A friend of mine just made pretty much the same design w/ heim joints for his 700 kitty cat w tatou 4s trax. he's been runnin it fer bout a month n says there is far less play/slop and less to wear.


----------



## chubbs34 (Apr 23, 2010)

yeah i will . the ends i'm not worried about because they're rated at like 12,000 lbs or something crazy. i just wasn't sure about the tubes because they're not solid, but these swedged tubes are what circle track guys use. so they must withstand some abuse


----------



## Polaris425 (Dec 16, 2004)

pretty cool! :rockn:


----------



## chubbs34 (Apr 23, 2010)

thanks i figured you could make about three sets for the price of one


----------



## wood butcher (May 11, 2009)

let us know where u got ur parts from


----------



## chubbs34 (Apr 23, 2010)

i got the heim ends and misalignment spacers from a company called QS components.
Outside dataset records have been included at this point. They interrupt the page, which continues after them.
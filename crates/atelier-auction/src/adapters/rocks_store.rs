//! # RocksDB Storage Adapter
//!
//! Durable `AuctionStore` implementation: every commit lands in an atomic
//! `WriteBatch` before the in-memory working set is updated, so a crash can
//! lose at most an unacknowledged commit, never half of one.
//!
//! ## Column Families
//!
//! - `auctions` - current auction rows, keyed by auction uuid
//! - `bids` - ledger rows, keyed by auction uuid + big-endian sequence
//! - `watches` - watch rows, keyed by auction uuid + watcher uuid
//!
//! The full working set is loaded on open and served from memory; the
//! database is write-through. Writer serialization remains the coordinator's
//! per-auction section, exactly as for the in-memory adapter.

use super::memory_store::MemoryAuctionStore;
use crate::domain::entities::{Auction, AuctionId, Bid, Timestamp, UserId, Watch};
use crate::ports::outbound::{AuctionStore, BidCommit, StoreError};
use rocksdb::{ColumnFamilyDescriptor, IteratorMode, Options, WriteBatch, WriteOptions, DB};

/// Column family names
pub const CF_AUCTIONS: &str = "auctions";
pub const CF_BIDS: &str = "bids";
pub const CF_WATCHES: &str = "watches";

/// All column families used by the store
pub const COLUMN_FAMILIES: &[&str] = &[CF_AUCTIONS, CF_BIDS, CF_WATCHES];

/// RocksDB configuration for the auction store
#[derive(Debug, Clone)]
pub struct RocksStoreConfig {
    /// Path to the database directory
    pub path: String,
    /// Enable fsync after each write (default: true for durability)
    pub sync_writes: bool,
}

impl Default for RocksStoreConfig {
    fn default() -> Self {
        Self {
            path: "./data/auctions".to_string(),
            sync_writes: true,
        }
    }
}

impl RocksStoreConfig {
    /// Create config for testing (no sync)
    pub fn for_testing(path: impl Into<String>) -> Self {
        Self {
            path: path.into(),
            sync_writes: false,
        }
    }
}

/// RocksDB-backed auction store.
pub struct RocksAuctionStore {
    db: DB,
    cache: MemoryAuctionStore,
    sync_writes: bool,
}

fn io_err(e: rocksdb::Error) -> StoreError {
    StoreError::Io(e.to_string())
}

fn corrupt_err(e: bincode::Error) -> StoreError {
    StoreError::Corrupt(e.to_string())
}

fn auction_key(id: AuctionId) -> [u8; 16] {
    *id.as_uuid().as_bytes()
}

fn bid_key(id: AuctionId, sequence: u64) -> [u8; 24] {
    let mut key = [0u8; 24];
    key[..16].copy_from_slice(id.as_uuid().as_bytes());
    key[16..].copy_from_slice(&sequence.to_be_bytes());
    key
}

fn watch_key(id: AuctionId, user: UserId) -> [u8; 32] {
    let mut key = [0u8; 32];
    key[..16].copy_from_slice(id.as_uuid().as_bytes());
    key[16..].copy_from_slice(user.as_uuid().as_bytes());
    key
}

impl RocksAuctionStore {
    /// Open or create the database and load the working set.
    pub fn open(config: RocksStoreConfig) -> Result<Self, StoreError> {
        let mut opts = Options::default();
        opts.create_if_missing(true);
        opts.create_missing_column_families(true);
        opts.set_compression_type(rocksdb::DBCompressionType::Snappy);

        let cf_descriptors: Vec<ColumnFamilyDescriptor> = COLUMN_FAMILIES
            .iter()
            .map(|name| {
                let mut cf_opts = Options::default();
                cf_opts.set_compression_type(rocksdb::DBCompressionType::Snappy);
                ColumnFamilyDescriptor::new(*name, cf_opts)
            })
            .collect();

        let db = DB::open_cf_descriptors(&opts, &config.path, cf_descriptors).map_err(io_err)?;

        let store = Self {
            db,
            cache: MemoryAuctionStore::new(),
            sync_writes: config.sync_writes,
        };
        store.load_working_set()?;
        Ok(store)
    }

    /// Rebuilds the in-memory working set from disk. Bid keys sort by
    /// auction uuid then big-endian sequence, so each auction's ledger
    /// replays in append order.
    fn load_working_set(&self) -> Result<(), StoreError> {
        let auctions_cf = self.cf(CF_AUCTIONS)?;
        for item in self.db.iterator_cf(auctions_cf, IteratorMode::Start) {
            let (_, value) = item.map_err(io_err)?;
            let auction: Auction = bincode::deserialize(&value).map_err(corrupt_err)?;
            self.cache.insert_auction(auction)?;
        }

        let bids_cf = self.cf(CF_BIDS)?;
        for item in self.db.iterator_cf(bids_cf, IteratorMode::Start) {
            let (_, value) = item.map_err(io_err)?;
            let bid: Bid = bincode::deserialize(&value).map_err(corrupt_err)?;
            self.cache.restore_bid(bid)?;
        }

        let watches_cf = self.cf(CF_WATCHES)?;
        for item in self.db.iterator_cf(watches_cf, IteratorMode::Start) {
            let (_, value) = item.map_err(io_err)?;
            let watch: Watch = bincode::deserialize(&value).map_err(corrupt_err)?;
            self.cache.restore_watch(watch)?;
        }

        Ok(())
    }

    fn cf(&self, name: &str) -> Result<&rocksdb::ColumnFamily, StoreError> {
        self.db
            .cf_handle(name)
            .ok_or_else(|| StoreError::Io(format!("missing column family {name}")))
    }

    fn write_opts(&self) -> WriteOptions {
        let mut opts = WriteOptions::default();
        opts.set_sync(self.sync_writes);
        opts
    }

    fn write_batch(&self, batch: WriteBatch) -> Result<(), StoreError> {
        self.db.write_opt(batch, &self.write_opts()).map_err(io_err)
    }

    fn put_auction(&self, batch: &mut WriteBatch, auction: &Auction) -> Result<(), StoreError> {
        let value = bincode::serialize(auction).map_err(corrupt_err)?;
        batch.put_cf(self.cf(CF_AUCTIONS)?, auction_key(auction.id), value);
        Ok(())
    }

    fn put_bid(&self, batch: &mut WriteBatch, bid: &Bid) -> Result<(), StoreError> {
        let value = bincode::serialize(bid).map_err(corrupt_err)?;
        batch.put_cf(self.cf(CF_BIDS)?, bid_key(bid.auction_id, bid.sequence), value);
        Ok(())
    }

    fn put_watch(&self, batch: &mut WriteBatch, watch: &Watch) -> Result<(), StoreError> {
        let value = bincode::serialize(watch).map_err(corrupt_err)?;
        batch.put_cf(
            self.cf(CF_WATCHES)?,
            watch_key(watch.auction_id, watch.watcher_id),
            value,
        );
        Ok(())
    }

    /// Confirms the commit would apply cleanly against the working set, so a
    /// batch never reaches disk unless the in-memory apply will succeed.
    fn precheck_bid(&self, commit: &BidCommit) -> Result<(), StoreError> {
        let id = commit.auction.id;
        let current = self
            .cache
            .auction(id)?
            .ok_or(StoreError::AuctionNotFound(id))?;
        if current.version != commit.expected_version {
            return Err(StoreError::VersionConflict {
                auction_id: id,
                expected: commit.expected_version,
                found: current.version,
            });
        }
        let expected_sequence = self.cache.next_sequence(id)?;
        if commit.bid.sequence != expected_sequence {
            return Err(StoreError::Corrupt(format!(
                "bid sequence {} where {} expected",
                commit.bid.sequence, expected_sequence
            )));
        }
        Ok(())
    }
}

impl AuctionStore for RocksAuctionStore {
    fn insert_auction(&self, auction: Auction) -> Result<(), StoreError> {
        if self.cache.auction(auction.id)?.is_some() {
            return Err(StoreError::DuplicateAuction(auction.id));
        }
        let mut batch = WriteBatch::default();
        self.put_auction(&mut batch, &auction)?;
        self.write_batch(batch)?;
        self.cache.insert_auction(auction)
    }

    fn auction(&self, id: AuctionId) -> Result<Option<Auction>, StoreError> {
        self.cache.auction(id)
    }

    fn next_sequence(&self, id: AuctionId) -> Result<u64, StoreError> {
        self.cache.next_sequence(id)
    }

    fn commit_bid(&self, commit: BidCommit) -> Result<(), StoreError> {
        self.precheck_bid(&commit)?;

        let mut batch = WriteBatch::default();
        self.put_auction(&mut batch, &commit.auction)?;
        self.put_bid(&mut batch, &commit.bid)?;
        if let Some(watch) = &commit.watch {
            self.put_watch(&mut batch, watch)?;
        }
        self.write_batch(batch)?;

        self.cache.commit_bid(commit)
    }

    fn append_rejected(&self, bid: Bid) -> Result<(), StoreError> {
        let expected_sequence = self.cache.next_sequence(bid.auction_id)?;
        if bid.sequence != expected_sequence {
            return Err(StoreError::Corrupt(format!(
                "bid sequence {} where {} expected",
                bid.sequence, expected_sequence
            )));
        }

        let mut batch = WriteBatch::default();
        self.put_bid(&mut batch, &bid)?;
        self.write_batch(batch)?;

        self.cache.append_rejected(bid)
    }

    fn commit_transition(&self, expected_version: u64, auction: Auction) -> Result<(), StoreError> {
        let id = auction.id;
        let current = self
            .cache
            .auction(id)?
            .ok_or(StoreError::AuctionNotFound(id))?;
        if current.version != expected_version {
            return Err(StoreError::VersionConflict {
                auction_id: id,
                expected: expected_version,
                found: current.version,
            });
        }

        let mut batch = WriteBatch::default();
        self.put_auction(&mut batch, &auction)?;
        self.write_batch(batch)?;

        self.cache.commit_transition(expected_version, auction)
    }

    fn accepted_bids(
        &self,
        id: AuctionId,
        after_sequence: Option<u64>,
    ) -> Result<Vec<Bid>, StoreError> {
        self.cache.accepted_bids(id, after_sequence)
    }

    fn bid_history(&self, id: AuctionId) -> Result<Vec<Bid>, StoreError> {
        self.cache.bid_history(id)
    }

    fn distinct_bidders(&self, id: AuctionId) -> Result<Vec<UserId>, StoreError> {
        self.cache.distinct_bidders(id)
    }

    fn add_watch(&self, watch: Watch) -> Result<bool, StoreError> {
        if self.cache.is_watching(watch.auction_id, watch.watcher_id)? {
            return Ok(false);
        }
        let mut batch = WriteBatch::default();
        self.put_watch(&mut batch, &watch)?;
        self.write_batch(batch)?;
        self.cache.add_watch(watch)
    }

    fn remove_watch(&self, id: AuctionId, user: UserId) -> Result<bool, StoreError> {
        if !self.cache.is_watching(id, user)? {
            return Ok(false);
        }
        self.db
            .delete_cf(self.cf(CF_WATCHES)?, watch_key(id, user))
            .map_err(io_err)?;
        self.cache.remove_watch(id, user)
    }

    fn is_watching(&self, id: AuctionId, user: UserId) -> Result<bool, StoreError> {
        self.cache.is_watching(id, user)
    }

    fn watchers(&self, id: AuctionId) -> Result<Vec<UserId>, StoreError> {
        self.cache.watchers(id)
    }

    fn watcher_count(&self, id: AuctionId) -> Result<u64, StoreError> {
        self.cache.watcher_count(id)
    }

    fn due_for_transition(&self, now: Timestamp) -> Result<Vec<AuctionId>, StoreError> {
        self.cache.due_for_transition(now)
    }

    fn entering_close_window(
        &self,
        now: Timestamp,
        window_ms: u64,
    ) -> Result<Vec<AuctionId>, StoreError> {
        self.cache.entering_close_window(now, window_ms)
    }
}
They have a website. You can also find heims at Jeg's or summit racing. the swedged tubes i got at speedway motors online. You can get the tubes in aluminum or steel


----------



## wood butcher (May 11, 2009)

what did u use for studs


----------



## chubbs34 (Apr 23, 2010)

just a 3/8" bolt. hey woodbutcher where did you get that cup holder


----------



## wood butcher (May 11, 2009)

chubbs34 said:


> just a 3/8" bolt. hey woodbutcher where did you get that cup holder


 its from louder vision


----------



## blue beast (Feb 16, 2010)

chubbs34 said:


> i got the heim ends and misalignment spacers from a company called QS components. They have a website. You can also find heims at Jeg's or summit racing. the swedged tubes i got at speedway motors online. You can get the tubes in aluminum or steel


do they rub together at the stem with the 3/8" bolt...i was told to use a 1/2" bolt.then drill out the stem knuckles.....but need to find some spacers for it...so they wont rub


----------



## Cobb_05 (Oct 3, 2011)

chubbs34 said:


> yeah i will . the ends i'm not worried about because they're rated at like 12,000 lbs or something crazy. i just wasn't sure about the tubes because they're not solid, but these swedged tubes are what circle track guys use. so they must withstand some abuse


Well they are the weak link in the steering system so when we crash and i did say 'when," they break instead of the steering box or other parts. On a side note they should withstand a lot, because modified's use them for the pull bar and the trial arms on the rear.


----------